What are the risk factors for Alzheimer's disease?

Risk factors for Alzheimer's disease include:
  • Age. Risk usually rises after age 65 and doubles every five years thereafter.
  • Genetics. Heredity is a major factor in only a small number of families, usually those in which the disease begins before age 60. Mutations in three genes are known to cause this type of Alzheimer's: amyloid precursor protein gene, presenilin 1, and presenilin 2. All three genetic mutations increase the production of beta-amyloid, which is deposited in the plaques found in Alzheimer's disease.
  • APOE4, one allele (version) of the gene for apolipoprotein E, a protein that plays a role in several biologic processes, has been found in about 40% of patients with late-onset Alzheimer's disease. An estimated 25% to 30% of the population carries APOE4.
  • Cardiovascular risk factors. Many studies show physiological conditions that harm the heart and blood vessels also increase the risk of Alzheimer's disease. These include high blood pressure, high cholesterol, obesity, and smoking. All of these factors also increase the risk of stroke, a direct cause of dementia.
  • Diabetes. People with diabetes have a greater risk of Alzheimer's disease. Research indicates that this increase in risk may reflect a shared mechanism: a deficiency or dysfunction of insulin, the hormone that enables cells in the body to use glucose.
  • Head injury. The microscopic changes in the brains of boxers with dementia resemble those in Alzheimer's disease. The observation has led researchers to wonder if brain injury might be a factor in the disease.
Dr. Mehmet Oz, MD
Cardiologist (Heart Specialist)

Age and family history are only two of the factors that play into your risk of getting Alzheimer's disease. Learn what factors into your chances of getting Alzheimer's disease as Dr. Oz and researcher Dr. Murali Doraiswamy discuss the risks in this video.

Although age, family history and heredity are all risk factors for Alzheimer’s disease and can’t be changed, research increasingly links the risk of Alzheimer’s with overall health. These studies find that having high cholesterol or high blood pressure levels, being overweight, getting little exercise and following an unhealthy diet can increase your risk for getting the disease.

The majority of people with Alzheimer's disease are diagnosed after age 65. They have the “sporadic” form of the disease. In this form, genes may influence your risk for developing the disease, but environmental factors may also play a role.

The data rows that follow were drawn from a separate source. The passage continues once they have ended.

//! Re-encoding of uploaded rasters.

use tracing::instrument;

use route_common::RouteResult;

use crate::encode::{decode, encode_jpeg, flatten_onto_white, RASTER_JPEG_QUALITY};

/// Decode a raster in any supported format and re-encode it as an RGB JPEG.
///
/// The re-encode drops EXIF and every other metadata block the upload
/// carried. Transparent areas become white.
#[instrument(skip(data), fields(size = data.len()))]
pub fn normalize_raster(data: &[u8]) -> RouteResult<Vec<u8>> {
    let img = decode(data)?;
    encode_jpeg(&flatten_onto_white(&img), RASTER_JPEG_QUALITY)
}
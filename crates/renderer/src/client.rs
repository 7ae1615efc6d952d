//! Client for the external map renderer.
//!
//! The renderer is an opaque program that draws a track and an optional
//! header over a raster. It is handed the raster and the track as files,
//! the bounds and options as arguments, and answers with a single data URI
//! on stdout.

use async_trait::async_trait;
use bytes::Bytes;
use serde::{Deserialize, Serialize};
use std::collections::HashMap;
use std::path::{Path, PathBuf};
use std::process::Stdio;
use std::time::{Duration, Instant};
use tokio::process::Command;
use tracing::{debug, info, instrument, warn};

use route_common::{Corners, DataUri, RenderVariant, RouteError, RouteResult, Track};

/// Everything the renderer needs for one image.
#[derive(Debug, Clone)]
pub struct RenderRequest {
    /// Encoded raster image
    pub raster: Bytes,
    pub track: Track,
    pub corners: Corners,
    pub variant: RenderVariant,
    /// IANA timezone used for the header timestamps
    pub timezone: String,
}

/// Something that turns a [`RenderRequest`] into image bytes.
///
/// Implementations must not substitute a default image on failure, and a
/// repeated call with the same request must be safe.
#[async_trait]
pub trait MapRenderer: Send + Sync {
    async fn render(&self, request: &RenderRequest) -> RouteResult<Bytes>;
}

/// Configuration of the external renderer process.
#[derive(Debug, Clone, Serialize, Deserialize)]
#[serde(default)]
pub struct RendererConfig {
    /// Interpreter or executable to run
    pub program: String,
    /// Script passed as the first argument, if the program needs one
    pub script: Option<PathBuf>,
    /// Hard wall-clock limit for one render
    pub timeout_secs: u64,
    /// Extra environment variables for the child process
    pub env: HashMap<String, String>,
}

impl Default for RendererConfig {
    fn default() -> Self {
        Self {
            program: "node".to_string(),
            script: Some(PathBuf::from("tools/generate_map.js")),
            timeout_secs: 60,
            env: HashMap::new(),
        }
    }
}

impl RendererConfig {
    pub fn timeout(&self) -> Duration {
        Duration::from_secs(self.timeout_secs)
    }
}

/// Runs the renderer as a child process per request.
///
/// Arguments, in order: `[script] <raster file> <track file> <bounds json>
/// <variant flag> <timezone>`. The child is killed if it outlives the
/// configured timeout.
#[derive(Debug, Clone)]
pub struct SubprocessRenderer {
    config: RendererConfig,
    scratch_dir: Option<PathBuf>,
}

impl SubprocessRenderer {
    pub fn new(config: RendererConfig) -> Self {
        Self {
            config,
            scratch_dir: None,
        }
    }

    /// Write temporary input files under `dir` instead of the system temp dir.
    pub fn with_scratch_dir(mut self, dir: impl Into<PathBuf>) -> Self {
        self.scratch_dir = Some(dir.into());
        self
    }

    pub fn config(&self) -> &RendererConfig {
        &self.config
    }

    fn temp_file(&self, prefix: &str) -> RouteResult<tempfile::NamedTempFile> {
        let mut builder = tempfile::Builder::new();
        builder.prefix(prefix);
        let file = match &self.scratch_dir {
            Some(dir) => builder.tempfile_in(dir),
            None => builder.tempfile(),
        };
        file.map_err(|e| RouteError::Internal(format!("Failed to create temp file: {}", e)))
    }

    fn build_command(&self, raster_path: &Path, track_path: &Path, request: &RenderRequest) -> Command {
        let mut command = Command::new(&self.config.program);
        if let Some(script) = &self.config.script {
            command.arg(script);
        }
        command
            .arg(raster_path)
            .arg(track_path)
            .arg(request.corners.bounds().to_string())
            .arg(request.variant.renderer_flag())
            .arg(&request.timezone)
            .envs(&self.config.env)
            .stdin(Stdio::null())
            .stdout(Stdio::piped())
            .stderr(Stdio::piped())
            .kill_on_drop(true);
        command
    }
}

#[async_trait]
impl MapRenderer for SubprocessRenderer {
    #[instrument(skip(self, request), fields(variant = %request.variant, tz = %request.timezone))]
    async fn render(&self, request: &RenderRequest) -> RouteResult<Bytes> {
        let raster_file = self.temp_file("raster-")?;
        let track_file = self.temp_file("track-")?;

        tokio::fs::write(raster_file.path(), &request.raster).await?;
        tokio::fs::write(track_file.path(), request.track.to_json()?).await?;

        let mut command = self.build_command(raster_file.path(), track_file.path(), request);
        let started = Instant::now();

        let child = command.spawn().map_err(|e| {
            RouteError::RenderFailure(format!(
                "Failed to start renderer '{}': {}",
                self.config.program, e
            ))
        })?;

        let timeout = self.config.timeout();
        // Dropping the wait future on timeout drops the child, which kills it.
        let output = tokio::time::timeout(timeout, child.wait_with_output())
            .await
            .map_err(|_| {
                warn!(timeout_secs = timeout.as_secs(), "Renderer timed out");
                RouteError::RenderTimeout(timeout)
            })?
            .map_err(|e| RouteError::RenderFailure(format!("Renderer I/O failed: {}", e)))?;

        if !output.status.success() {
            return Err(RouteError::RenderFailure(format!(
                "Renderer exited with {}: {}",
                output.status,
                String::from_utf8_lossy(&output.stderr).trim()
            )));
        }

        let stdout = String::from_utf8_lossy(&output.stdout);
        let image = parse_render_output(&stdout)?;

        info!(
            size = image.len(),
            elapsed_ms = started.elapsed().as_millis() as u64,
            "Rendered map"
        );
        Ok(image)
    }
}

/// Decode the renderer's stdout into image bytes.
///
/// Anything other than a non-empty `data:` URI is a render failure.
pub fn parse_render_output(output: &str) -> RouteResult<Bytes> {
    let line = output.trim();
    if !line.starts_with("data:") {
        let preview: String = line.chars().take(120).collect();
        return Err(RouteError::RenderFailure(format!(
            "Renderer output is not a data URI: '{}'",
            preview
        )));
    }

    let uri = DataUri::parse(line)
        .map_err(|e| RouteError::RenderFailure(format!("Malformed renderer output: {}", e)))?;
    if uri.data.is_empty() {
        return Err(RouteError::RenderFailure(
            "Renderer returned an empty image".to_string(),
        ));
    }

    debug!(mime = %uri.mime_type, size = uri.data.len(), "Decoded renderer output");
    Ok(Bytes::from(uri.data))
}

#[cfg(test)]
mod tests {
    use super::*;

    #[test]
    fn test_parse_valid_output() {
        let bytes = parse_render_output("data:image/jpeg;base64,/9j/4A==\n").unwrap();
        assert_eq!(&bytes[..], &[0xFF, 0xD8, 0xFF, 0xE0]);
    }

    #[test]
    fn test_parse_rejects_non_data_uri() {
        for output in ["", "   ", "Error: cannot open file", "image/jpeg;base64,AAAA"] {
            let err = parse_render_output(output).unwrap_err();
            assert!(matches!(err, RouteError::RenderFailure(_)), "{:?}", output);
        }
    }

    #[test]
    fn test_parse_rejects_bad_payload() {
        assert!(matches!(
            parse_render_output("data:image/png;base64,@@@"),
            Err(RouteError::RenderFailure(_))
        ));
        assert!(matches!(
            parse_render_output("data:image/png;base64,"),
            Err(RouteError::RenderFailure(_))
        ));
    }

    #[test]
    fn test_default_config() {
        let config = RendererConfig::default();
        assert_eq!(config.program, "node");
        assert_eq!(config.timeout(), Duration::from_secs(60));
    }
}
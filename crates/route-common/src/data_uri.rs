//! `data:<mime>;base64,<payload>` handling.

use base64::engine::general_purpose::STANDARD;
use base64::Engine;

use crate::error::{RouteError, RouteResult};

/// Mime types accepted for uploaded map rasters.
pub const IMAGE_MIME_TYPES: [&str; 3] = ["image/jpeg", "image/png", "image/gif"];

/// A decoded base64 data URI.
#[derive(Debug, Clone, PartialEq, Eq)]
pub struct DataUri {
    pub mime_type: String,
    pub data: Vec<u8>,
}

impl DataUri {
    /// Parse a base64 data URI.
    ///
    /// Surrounding whitespace (e.g. the trailing newline of a process's
    /// stdout) is ignored. Anything not starting with `data:` is rejected.
    pub fn parse(input: &str) -> RouteResult<Self> {
        let input = input.trim();
        let rest = input
            .strip_prefix("data:")
            .ok_or_else(|| RouteError::invalid("data URI must start with 'data:'"))?;

        let (header, payload) = rest
            .split_once(',')
            .ok_or_else(|| RouteError::invalid("data URI has no ',' separator"))?;

        let mime_type = header
            .strip_suffix(";base64")
            .ok_or_else(|| RouteError::invalid("data URI is not base64 encoded"))?;

        if mime_type.is_empty() {
            return Err(RouteError::invalid("data URI has an empty mime type"));
        }

        let data = STANDARD
            .decode(payload)
            .map_err(|e| RouteError::InvalidInput(format!("invalid base64 payload: {}", e)))?;

        Ok(Self {
            mime_type: mime_type.to_string(),
            data,
        })
    }

    /// Parse an uploaded map image, accepting only jpeg, png and gif.
    pub fn parse_image(input: &str) -> RouteResult<Self> {
        let uri = Self::parse(input)?;
        if !IMAGE_MIME_TYPES.contains(&uri.mime_type.as_str()) {
            return Err(RouteError::InvalidInput(format!(
                "unsupported image type: {}",
                uri.mime_type
            )));
        }
        Ok(uri)
    }

    pub fn encode(mime_type: &str, data: &[u8]) -> String {
        format!("data:{};base64,{}", mime_type, STANDARD.encode(data))
    }
}

#[cfg(test)]
mod tests {
    use super::*;

    #[test]
    fn test_parse_png_uri() {
        let uri = DataUri::parse("data:image/png;base64,aGVsbG8=\n").unwrap();
        assert_eq!(uri.mime_type, "image/png");
        assert_eq!(uri.data, b"hello");
    }

    #[test]
    fn test_rejects_missing_prefix() {
        assert!(DataUri::parse("Error: cannot load image").is_err());
        assert!(DataUri::parse("").is_err());
    }

    #[test]
    fn test_rejects_non_base64_header() {
        assert!(DataUri::parse("data:text/plain,hello").is_err());
    }

    #[test]
    fn test_rejects_bad_payload() {
        assert!(DataUri::parse("data:image/jpeg;base64,@@@").is_err());
    }

    #[test]
    fn test_parse_image_restricts_mime() {
        let svg = DataUri::encode("image/svg+xml", b"<svg/>");
        assert!(DataUri::parse(&svg).is_ok());
        assert!(DataUri::parse_image(&svg).is_err());

        let gif = DataUri::encode("image/gif", b"GIF89a");
        assert_eq!(DataUri::parse_image(&gif).unwrap().data, b"GIF89a");
    }
}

Apparent risk factors for Alzheimer's disease include age, genetic inheritance and gender.

Those older than age 65 are much more likely to get Alzheimer's disease. Genetics also seem to play a role, especially if an immediate blood relative had Alzheimer's, and women tend to get Alzheimer's more frequently because they live longer than men.

The risk factors for Alzheimer's disease are frequently classified into genetic risks and environmental risks. True genetic Alzheimer's disease is really very rare, but there are some risk genes that can increase a person's risk of developing Alzheimer's disease. Doctors do not test for those genes, because having the gene does not guarantee developing the disease, and not having those genes does not guarantee that the disease will not occur.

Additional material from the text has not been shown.